**Exercise instructions**
Since only part of the material below is wanted, output exactly the lines from the one with "fn from(e: TransportError)" up to and including the one with "pub struct Reporter<S, T>".

**Supplied records**
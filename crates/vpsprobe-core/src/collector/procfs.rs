//! Parsers for the `/proc` files the probe samples.
//!
//! Pure functions over file contents so they can be tested with string inputs.

/// Error type for parsing failures.
#[derive(Debug, Clone, PartialEq)]
pub struct ParseError {
    pub message: String,
}

impl ParseError {
    pub fn new(msg: impl Into<String>) -> Self {
        Self {
            message: msg.into(),
        }
    }
}

impl std::fmt::Display for ParseError {
    fn fmt(&self, f: &mut std::fmt::Formatter<'_>) -> std::fmt::Result {
        write!(f, "Parse error: {}", self.message)
    }
}

impl std::error::Error for ParseError {}

/// Memory figures from `/proc/meminfo`, in kB.
#[derive(Debug, Clone, Default)]
pub struct MemInfo {
    pub mem_total: u64,
    pub mem_free: u64,
    /// `None` on kernels older than 3.14, which lack `MemAvailable`.
    pub mem_available: Option<u64>,
    pub buffers: u64,
    pub cached: u64,
}

impl MemInfo {
    /// Percentage of memory in use, treating reclaimable memory as free.
    pub fn used_percent(&self) -> f64 {
        if self.mem_total == 0 {
            return 0.0;
        }
        let available = self
            .mem_available
            .unwrap_or_else(|| {
                self.mem_free
                    .saturating_add(self.buffers)
                    .saturating_add(self.cached)
            });
        let used = self.mem_total.saturating_sub(available);
        (used as f64 / self.mem_total as f64 * 100.0).clamp(0.0, 100.0)
    }
}

/// Parses `/proc/meminfo` content.
pub fn parse_meminfo(content: &str) -> Result<MemInfo, ParseError> {
    let mut info = MemInfo::default();
    let mut saw_total = false;

    let parse_kb = |line: &str| -> u64 {
        line.split_whitespace()
            .nth(1)
            .and_then(|s| s.parse().ok())
            .unwrap_or(0)
    };

    for line in content.lines() {
        if line.starts_with("MemTotal:") {
            info.mem_total = parse_kb(line);
            saw_total = true;
        } else if line.starts_with("MemFree:") {
            info.mem_free = parse_kb(line);
        } else if line.starts_with("MemAvailable:") {
            info.mem_available = Some(parse_kb(line));
        } else if line.starts_with("Buffers:") {
            info.buffers = parse_kb(line);
        } else if line.starts_with("Cached:") {
            info.cached = parse_kb(line);
        }
    }

    if !saw_total {
        return Err(ParseError::new("meminfo: missing MemTotal"));
    }
    Ok(info)
}

/// Aggregate CPU time counters (the `cpu` line of `/proc/stat`), in ticks.
#[derive(Debug, Clone, Copy, Default, PartialEq, Eq)]
pub struct CpuTimes {
    pub user: u64,
    pub nice: u64,
    pub system: u64,
    pub idle: u64,
    pub iowait: u64,
    pub irq: u64,
    pub softirq: u64,
    pub steal: u64,
}

impl CpuTimes {
    pub fn total(&self) -> u64 {
        [
            self.nice,
            self.system,
            self.idle,
            self.iowait,
            self.irq,
            self.softirq,
            self.steal,
        ]
        .iter()
        .fold(self.user, |acc, v| acc.saturating_add(*v))
    }

    fn idle_total(&self) -> u64 {
        self.idle.saturating_add(self.iowait)
    }

    /// Busy percentage over the window between `prev` and `self`.
    ///
    /// Returns 0 when no ticks elapsed or the counters went backwards.
    pub fn busy_percent_since(&self, prev: &CpuTimes) -> f64 {
        let total = self.total().saturating_sub(prev.total());
        if total == 0 {
            return 0.0;
        }
        let idle = self.idle_total().saturating_sub(prev.idle_total());
        let busy = total.saturating_sub(idle);
        (busy as f64 / total as f64 * 100.0).clamp(0.0, 100.0)
    }
}

/// Fields of `/proc/stat` the probe needs.
#[derive(Debug, Clone, Default)]
pub struct GlobalStat {
    pub cpu: CpuTimes,
    /// Boot time, seconds since the epoch. Never zero.
    pub btime: u64,
}

/// Parses `/proc/stat` content.
pub fn parse_global_stat(content: &str) -> Result<GlobalStat, ParseError> {
    let mut stat = GlobalStat::default();
    let mut saw_cpu = false;

    for line in content.lines() {
        let parts: Vec<&str> = line.split_whitespace().collect();
        if parts.is_empty() {
            continue;
        }

        if parts[0] == "cpu" {
            let get_val =
                |idx: usize| -> u64 { parts.get(idx).and_then(|s| s.parse().ok()).unwrap_or(0) };

            stat.cpu = CpuTimes {
                user: get_val(1),
                nice: get_val(2),
                system: get_val(3),
                idle: get_val(4),
                iowait: get_val(5),
                irq: get_val(6),
                softirq: get_val(7),
                steal: get_val(8),
            };
            saw_cpu = true;
        } else if parts[0] == "btime" {
            stat.btime = parts.get(1).and_then(|s| s.parse().ok()).unwrap_or(0);
        }
    }

    if !saw_cpu {
        return Err(ParseError::new("stat: missing aggregate cpu line"));
    }
    // Zero is the counter store's "never observed" boot time.
    if stat.btime == 0 {
        return Err(ParseError::new("stat: missing btime"));
    }
    Ok(stat)
}

/// Per-interface byte counters from `/proc/net/dev`.
#[derive(Debug, Clone, Default)]
pub struct NetDevStats {
    pub interface: String,
    pub rx_bytes: u64,
    pub tx_bytes: u64,
}

/// Parses `/proc/net/dev` content.
///
/// Format:
/// Inter-|   Receive                                                |  Transmit
///  face |bytes    packets errs drop fifo frame compressed multicast|bytes    packets errs drop fifo colls carrier compressed
///    lo: 1234567     1234    0    0    0     0          0         0  1234567     1234    0    0    0     0       0          0
pub fn parse_net_dev(content: &str) -> Result<Vec<NetDevStats>, ParseError> {
    let mut devices = Vec::new();

    for line in content.lines() {
        if line.contains('|') || line.trim().is_empty() {
            continue;
        }

        let Some((name, counters)) = line.split_once(':') else {
            continue;
        };

        let values: Vec<&str> = counters.split_whitespace().collect();
        if values.len() < 16 {
            continue;
        }

        let get_val =
            |idx: usize| -> u64 { values.get(idx).and_then(|s| s.parse().ok()).unwrap_or(0) };

        devices.push(NetDevStats {
            interface: name.trim().to_string(),
            rx_bytes: get_val(0),
            tx_bytes: get_val(8),
        });
    }

    Ok(devices)
}

/// Sums rx/tx bytes over every interface except loopback.
pub fn sum_external_traffic(devices: &[NetDevStats]) -> (u64, u64) {
    devices
        .iter()
        .filter(|d| d.interface != "lo")
        .fold((0u64, 0u64), |(rx, tx), d| {
            (rx.saturating_add(d.rx_bytes), tx.saturating_add(d.tx_bytes))
        })
}

/// Parses `/proc/uptime`, returning whole seconds since boot.
pub fn parse_uptime(content: &str) -> Result<u64, ParseError> {
    let first = content
        .split_whitespace()
        .next()
        .ok_or_else(|| ParseError::new("uptime: empty file"))?;
    let secs: f64 = first
        .parse()
        .map_err(|_| ParseError::new(format!("uptime: invalid value '{first}'")))?;
    if !secs.is_finite() || secs < 0.0 {
        return Err(ParseError::new(format!("uptime: invalid value '{first}'")));
    }
    Ok(secs as u64)
}
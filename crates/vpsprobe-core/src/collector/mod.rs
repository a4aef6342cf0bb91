//! Host metrics sampling.
//!
//! ```text
//! ┌──────────────────────────────────────────────┐
//! │                ProcfsSource                  │
//! │  /proc/stat      cpu busy %, btime           │
//! │  /proc/meminfo   memory used %               │
//! │  /proc/net/dev   rx/tx bytes (no loopback)   │
//! │  /proc/uptime    uptime                      │
//! │  statvfs(path)   disk used %                 │
//! └─────────────────────┬────────────────────────┘
//!                ┌──────▼──────┐
//!                │  FileSystem │ (trait)
//!                └──────┬──────┘
//!          ┌────────────┴────────────┐
//!   ┌──────▼──────┐           ┌──────▼──────┐
//!   │   RealFs    │           │   MockFs    │
//!   └─────────────┘           └─────────────┘
//! ```
//!
//! ```
//! use vpsprobe_core::collector::{MetricsSource, MockFs, ProcfsSource};
//! use std::time::Duration;
//!
//! # tokio::runtime::Runtime::new().unwrap().block_on(async {
//! let source = ProcfsSource::new(MockFs::typical_host(), "/proc", "/")
//!     .with_cpu_sample_window(Duration::ZERO);
//! let snapshot = source.collect().await.unwrap();
//! assert_eq!(snapshot.boot_time, 1_700_000_000);
//! # });
//! ```

mod host;
pub mod mock;
pub mod procfs;
pub mod traits;

use std::future::Future;
use std::time::Duration;

use serde::{Deserialize, Serialize};

pub use host::{ProcfsSource, read_hostname};
pub use mock::MockFs;
pub use procfs::ParseError;
pub use traits::{DiskUsage, FileSystem, RealFs};

/// One point-in-time reading of the host.
///
/// Serialized verbatim as the `snapshot` object of the report body.
#[derive(Debug, Clone, Default, PartialEq, Serialize, Deserialize)]
#[serde(rename_all = "camelCase")]
pub struct HostSnapshot {
    pub cpu_percent: f64,
    pub mem_used_percent: f64,
    pub disk_used_percent: f64,
    /// Raw cumulative received bytes across external interfaces.
    pub net_rx_bytes: u64,
    /// Raw cumulative transmitted bytes across external interfaces.
    pub net_tx_bytes: u64,
    pub uptime_seconds: u64,
    /// Host boot time in seconds since the epoch; changes on every reboot.
    pub boot_time: u64,
}

/// Error type for collection failures.
#[derive(Debug)]
pub enum CollectError {
    /// I/O error reading a host file or querying the filesystem.
    Io(std::io::Error),
    /// Unexpected content in a host file.
    Parse(String),
    /// Collection did not finish within its time budget.
    Timeout(Duration),
}

impl std::fmt::Display for CollectError {
    fn fmt(&self, f: &mut std::fmt::Formatter<'_>) -> std::fmt::Result {
        match self {
            CollectError::Io(e) => write!(f, "I/O error: {}", e),
            CollectError::Parse(msg) => write!(f, "parse error: {}", msg),
            CollectError::Timeout(after) => {
                write!(f, "collection timed out after {}ms", after.as_millis())
            }
        }
    }
}

impl std::error::Error for CollectError {
    fn source(&self) -> Option<&(dyn std::error::Error + 'static)> {
        match self {
            CollectError::Io(e) => Some(e),
            _ => None,
        }
    }
}

impl From<std::io::Error> for CollectError {
    fn from(e: std::io::Error) -> Self {
        CollectError::Io(e)
    }
}

impl From<ParseError> for CollectError {
    fn from(e: ParseError) -> Self {
        CollectError::Parse(e.message)
    }
}

/// Anything that can produce a `HostSnapshot`.
///
/// Implementations keep no memory between calls.
pub trait MetricsSource: Send + Sync {
    fn collect(&self) -> impl Future<Output = Result<HostSnapshot, CollectError>> + Send;
}
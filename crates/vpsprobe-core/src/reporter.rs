//! One reporting cycle.
//!
//! ```text
//! Idle → Collecting → Reconciling → Sending ─┬→ Committing  → Idle
//!                                             └→ RollingBack → Idle
//! ```
//!
//! The counter store is mutated in memory during reconciliation, before the
//! send. A failed send restores the undo point taken just before, so the
//! same bytes are offered again as a delta next cycle. A successful send is
//! persisted; if that save fails the in-memory advance is kept, because the
//! collector has already accepted the new totals.

use std::path::PathBuf;
use std::time::{Duration, Instant};

use chrono::Utc;
use tokio_util::sync::CancellationToken;
use tracing::{debug, info, trace, warn};

use crate::collector::{CollectError, MetricsSource};
use crate::config::Config;
use crate::payload::{Bandwidth, Meta, ReportPayload};
use crate::signer;
use crate::state::{CounterStore, ResetReason};
use crate::transport::{SignedReport, Transport, TransportError};

/// Error type for a failed cycle.
#[derive(Debug)]
pub enum ReportError {
    /// No snapshot; the counter store was not touched.
    Collect(CollectError),
    /// The payload could not be serialized; reconciliation was rolled back.
    Encode(serde_json::Error),
    /// Delivery failed; reconciliation was rolled back.
    Transport(TransportError),
}

impl ReportError {
    /// Whether the cycle had reconciled and then restored the undo point.
    pub fn rolled_back(&self) -> bool {
        !matches!(self, ReportError::Collect(_))
    }
}

impl std::fmt::Display for ReportError {
    fn fmt(&self, f: &mut std::fmt::Formatter<'_>) -> std::fmt::Result {
        match self {
            ReportError::Collect(e) => write!(f, "collect metrics: {}", e),
            ReportError::Encode(e) => write!(f, "encode payload: {}", e),
            ReportError::Transport(e) => write!(f, "send report: {}", e),
        }
    }
}

impl std::error::Error for ReportError {
    fn source(&self) -> Option<&(dyn std::error::Error + 'static)> {
        match self {
            ReportError::Collect(e) => Some(e),
            ReportError::Encode(e) => Some(e),
            ReportError::Transport(e) => Some(e),
        }
    }
}

impl From<CollectError> for ReportError {
    fn from(e: CollectError) -> Self {
        ReportError::Collect(e)
    }
}

impl From<TransportError> for ReportError {
    fn from(e: TransportError) -> Self {
        ReportError::Transport(e)
    }
}

/// Outcome of a delivered cycle.
#[derive(Debug, Clone, Copy, PartialEq, Eq)]
pub struct CycleReport {
    pub bandwidth: Bandwidth,
    pub reset: Option<ResetReason>,
    /// HTTP status the collector answered with.
    pub status: u16,
    /// False when the state file could not be written after the send.
    pub persisted: bool,
}

/// Drives collect → reconcile → sign → send → commit/rollback.
pub struct Reporter<S, T> {
    source: S,
    transport: T,
    store: CounterStore,
    secret: Vec<u8>,
    node_id: String,
    hostname: Option<String>,
    interval: Duration,
    state_path: PathBuf,
    collect_timeout: Duration,
    send_timeout: Duration,
}

impl<S: MetricsSource, T: Transport> Reporter<S, T> {
    pub fn new(config: &Config, source: S, transport: T, store: CounterStore) -> Self {
        Self {
            source,
            transport,
            store,
            secret: config.secret.clone(),
            node_id: config.node_id.clone(),
            hostname: config.hostname.clone(),
            interval: config.interval,
            state_path: config.state_path.clone(),
            collect_timeout: config.collect_timeout,
            send_timeout: config.send_timeout,
        }
    }

    pub fn store(&self) -> &CounterStore {
        &self.store
    }

    pub fn interval(&self) -> Duration {
        self.interval
    }

    /// Runs one cycle. `cancel` aborts an in-flight send, which then counts
    /// as a failed send.
    pub async fn run_cycle(&self, cancel: &CancellationToken) -> Result<CycleReport, ReportError> {
        let started = Instant::now();

        trace!(phase = "collecting");
        let snapshot = tokio::time::timeout(self.collect_timeout, self.source.collect())
            .await
            .map_err(|_| CollectError::Timeout(self.collect_timeout))??;

        trace!(phase = "reconciling");
        let undo = self.store.snapshot();
        let reconciled = self.store.reconcile(
            snapshot.boot_time,
            snapshot.net_rx_bytes,
            snapshot.net_tx_bytes,
        );
        if let Some(reason) = reconciled.reset {
            info!(
                %reason,
                boot_time = snapshot.boot_time,
                rx_bytes = snapshot.net_rx_bytes,
                tx_bytes = snapshot.net_tx_bytes,
                "counter baseline reset"
            );
        }

        let bandwidth = Bandwidth::new(&reconciled, self.interval);
        let payload = ReportPayload {
            node_id: self.node_id.clone(),
            hostname: self.hostname.clone(),
            snapshot,
            bandwidth,
            meta: Meta::current(self.interval),
        };
        let body = match serde_json::to_vec(&payload) {
            Ok(body) => body,
            Err(e) => {
                self.store.restore(undo);
                return Err(ReportError::Encode(e));
            }
        };
        let timestamp = Utc::now().timestamp().to_string();
        let signature = signer::sign(&self.secret, &timestamp, &body);
        let report = SignedReport {
            timestamp,
            signature,
            body,
        };

        trace!(phase = "sending", bytes = report.body.len());
        let sent = tokio::select! {
            biased;
            _ = cancel.cancelled() => Err(TransportError::Cancelled),
            res = tokio::time::timeout(self.send_timeout, self.transport.send(&report)) => {
                res.unwrap_or(Err(TransportError::Timeout(self.send_timeout)))
            }
        };

        let status = match sent {
            Ok(status) => status,
            Err(e) => {
                trace!(phase = "rolling_back");
                self.store.restore(undo);
                debug!(
                    rolled_back_to = ?undo.state(),
                    "reconciliation rolled back after failed send"
                );
                return Err(e.into());
            }
        };

        trace!(phase = "committing");
        let persisted = match self.store.save(&self.state_path) {
            Ok(()) => true,
            Err(e) => {
                warn!(
                    path = %self.state_path.display(),
                    error = %e,
                    "failed to save state, keeping totals in memory"
                );
                false
            }
        };

        debug!(
            status,
            delta_rx = bandwidth.delta_rx_bytes,
            delta_tx = bandwidth.delta_tx_bytes,
            total_rx = bandwidth.total_rx_bytes,
            total_tx = bandwidth.total_tx_bytes,
            duration_ms = started.elapsed().as_millis() as u64,
            "report delivered"
        );

        Ok(CycleReport {
            bandwidth,
            reset: reconciled.reset,
            status,
            persisted,
        })
    }
}
//! Fixed-interval loop driving the reporter.

use std::time::{Duration, Instant};

use tokio::time::MissedTickBehavior;
use tokio_util::sync::CancellationToken;
use tracing::{debug, info, warn};

use crate::collector::MetricsSource;
use crate::reporter::Reporter;
use crate::transport::Transport;

/// Counters for a finished loop.
#[derive(Debug, Clone, Copy, Default, PartialEq, Eq)]
pub struct LoopStats {
    pub cycles: u64,
    pub succeeded: u64,
    pub failed: u64,
}

/// Runs one cycle immediately, then one per `period`, until `cancel` fires.
///
/// A cycle always finishes (or fails) before the next tick is awaited; a
/// slow cycle delays the schedule instead of bursting. Failures are logged
/// and never end the loop.
pub async fn run<S, T>(
    reporter: &Reporter<S, T>,
    period: Duration,
    cancel: &CancellationToken,
) -> LoopStats
where
    S: MetricsSource,
    T: Transport,
{
    let mut tick = tokio::time::interval(period);
    tick.set_missed_tick_behavior(MissedTickBehavior::Delay);
    let mut stats = LoopStats::default();

    loop {
        tokio::select! {
            biased;
            _ = cancel.cancelled() => break,
            _ = tick.tick() => {}
        }

        let t0 = Instant::now();
        let result = reporter.run_cycle(cancel).await;
        let elapsed = t0.elapsed();
        stats.cycles += 1;

        match result {
            Ok(report) => {
                stats.succeeded += 1;
                if stats.succeeded == 1 {
                    info!(
                        status = report.status,
                        total_rx = report.bandwidth.total_rx_bytes,
                        total_tx = report.bandwidth.total_tx_bytes,
                        duration_ms = elapsed.as_millis() as u64,
                        "first report delivered"
                    );
                } else {
                    debug!(
                        cycle = stats.cycles,
                        rx_speed = report.bandwidth.rx_speed,
                        tx_speed = report.bandwidth.tx_speed,
                        duration_ms = elapsed.as_millis() as u64,
                        "cycle completed"
                    );
                }
                if !report.persisted {
                    warn!(cycle = stats.cycles, "cycle delivered but state not persisted");
                }
            }
            Err(e) => {
                stats.failed += 1;
                warn!(
                    error = %e,
                    rolled_back = e.rolled_back(),
                    cycle = stats.cycles,
                    duration_ms = elapsed.as_millis() as u64,
                    "cycle failed"
                );
            }
        }

        if elapsed > period {
            warn!(
                duration_ms = elapsed.as_millis() as u64,
                interval_ms = period.as_millis() as u64,
                "cycle exceeded interval"
            );
        }
    }

    info!(
        cycles = stats.cycles,
        succeeded = stats.succeeded,
        failed = stats.failed,
        "report loop stopped"
    );
    stats
}

#[cfg(test)]
mod tests {
    use super::*;
    use crate::collector::CollectError;
    use crate::reporter::tests::{ScriptedSource, ScriptedTransport, config, host};
    use crate::state::CounterStore;
    use tempfile::tempdir;

    #[tokio::test]
    async fn test_precancelled_loop_runs_nothing() {
        let dir = tempdir().unwrap();
        let reporter = Reporter::new(
            &config(dir.path().join("state.json")),
            ScriptedSource::new(vec![Ok(host(1, 1, 1))]),
            ScriptedTransport::default(),
            CounterStore::default(),
        );
        let cancel = CancellationToken::new();
        cancel.cancel();

        let stats = run(&reporter, Duration::from_millis(10), &cancel).await;
        assert_eq!(stats, LoopStats::default());
    }

    #[tokio::test]
    async fn test_first_cycle_is_immediate_and_cancel_stops_loop() {
        let dir = tempdir().unwrap();
        let path = dir.path().join("state.json");
        let reporter = Reporter::new(
            &config(path.clone()),
            ScriptedSource::new(vec![Ok(host(1, 500, 700))]),
            ScriptedTransport::default(),
            CounterStore::default(),
        );
        let cancel = CancellationToken::new();
        let trigger = cancel.clone();
        tokio::spawn(async move {
            tokio::time::sleep(Duration::from_millis(100)).await;
            trigger.cancel();
        });

        // The period is far longer than the test, so only the immediate
        // first tick can have fired.
        let stats = run(&reporter, Duration::from_secs(3600), &cancel).await;
        assert_eq!(
            stats,
            LoopStats {
                cycles: 1,
                succeeded: 1,
                failed: 0
            }
        );
        assert_eq!(CounterStore::load(&path).state().last_tx_bytes, 700);
    }

    #[tokio::test]
    async fn test_failures_do_not_stop_loop() {
        let dir = tempdir().unwrap();
        let reporter = Reporter::new(
            &config(dir.path().join("state.json")),
            ScriptedSource::new(vec![
                Err(CollectError::Parse("no cpu line".into())),
                Ok(host(1, 100, 100)),
                Ok(host(1, 300, 100)),
            ]),
            ScriptedTransport::default(),
            CounterStore::default(),
        );
        let cancel = CancellationToken::new();
        let trigger = cancel.clone();
        tokio::spawn(async move {
            tokio::time::sleep(Duration::from_millis(300)).await;
            trigger.cancel();
        });

        let stats = run(&reporter, Duration::from_millis(20), &cancel).await;
        assert!(stats.cycles >= 3, "{:?}", stats);
        assert_eq!(stats.succeeded, 2);
        assert_eq!(stats.failed, stats.cycles - 2);
        assert_eq!(reporter.store().state().total_rx_bytes, 200);
    }
}
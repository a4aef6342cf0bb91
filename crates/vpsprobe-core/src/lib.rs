//! vpsprobe-core — library behind the `vpsprobed` reporting agent.
//!
//! Provides:
//! - `collector` — host metrics from `/proc` and `statvfs(3)`
//! - `state` — persisted bandwidth counters and their reconciliation
//! - `signer` — HMAC-SHA256 request signatures
//! - `payload` — the JSON report body
//! - `transport` — outbound delivery of signed reports
//! - `reporter` — one collect/reconcile/send/commit cycle
//! - `scheduler` — fixed-interval loop driving the reporter
//! - `config` — validated runtime configuration

pub mod collector;
pub mod config;
pub mod payload;
pub mod reporter;
pub mod scheduler;
pub mod signer;
pub mod state;
pub mod transport;

/// Agent version reported in payload metadata and the `User-Agent` header.
pub const VERSION: &str = env!("CARGO_PKG_VERSION");

/// Short git commit the agent was built from, or `unknown`.
pub const GIT_SHA: &str = env!("VPSPROBE_GIT_SHA");

/// Product name used in the `User-Agent` header.
pub const AGENT_NAME: &str = "vps-probe-agent";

**Response to the exercise**
    fn from(e: TransportError) -> Self {
        ReportError::Transport(e)
    }
}

/// Outcome of a delivered cycle.
#[derive(Debug, Clone, Copy, PartialEq, Eq)]
pub struct CycleReport {
    pub bandwidth: Bandwidth,
    pub reset: Option<ResetReason>,
    /// HTTP status the collector answered with.
    pub status: u16,
    /// False when the state file could not be written after the send.
    pub persisted: bool,
}

/// Drives collect → reconcile → sign → send → commit/rollback.
pub struct Reporter<S, T> {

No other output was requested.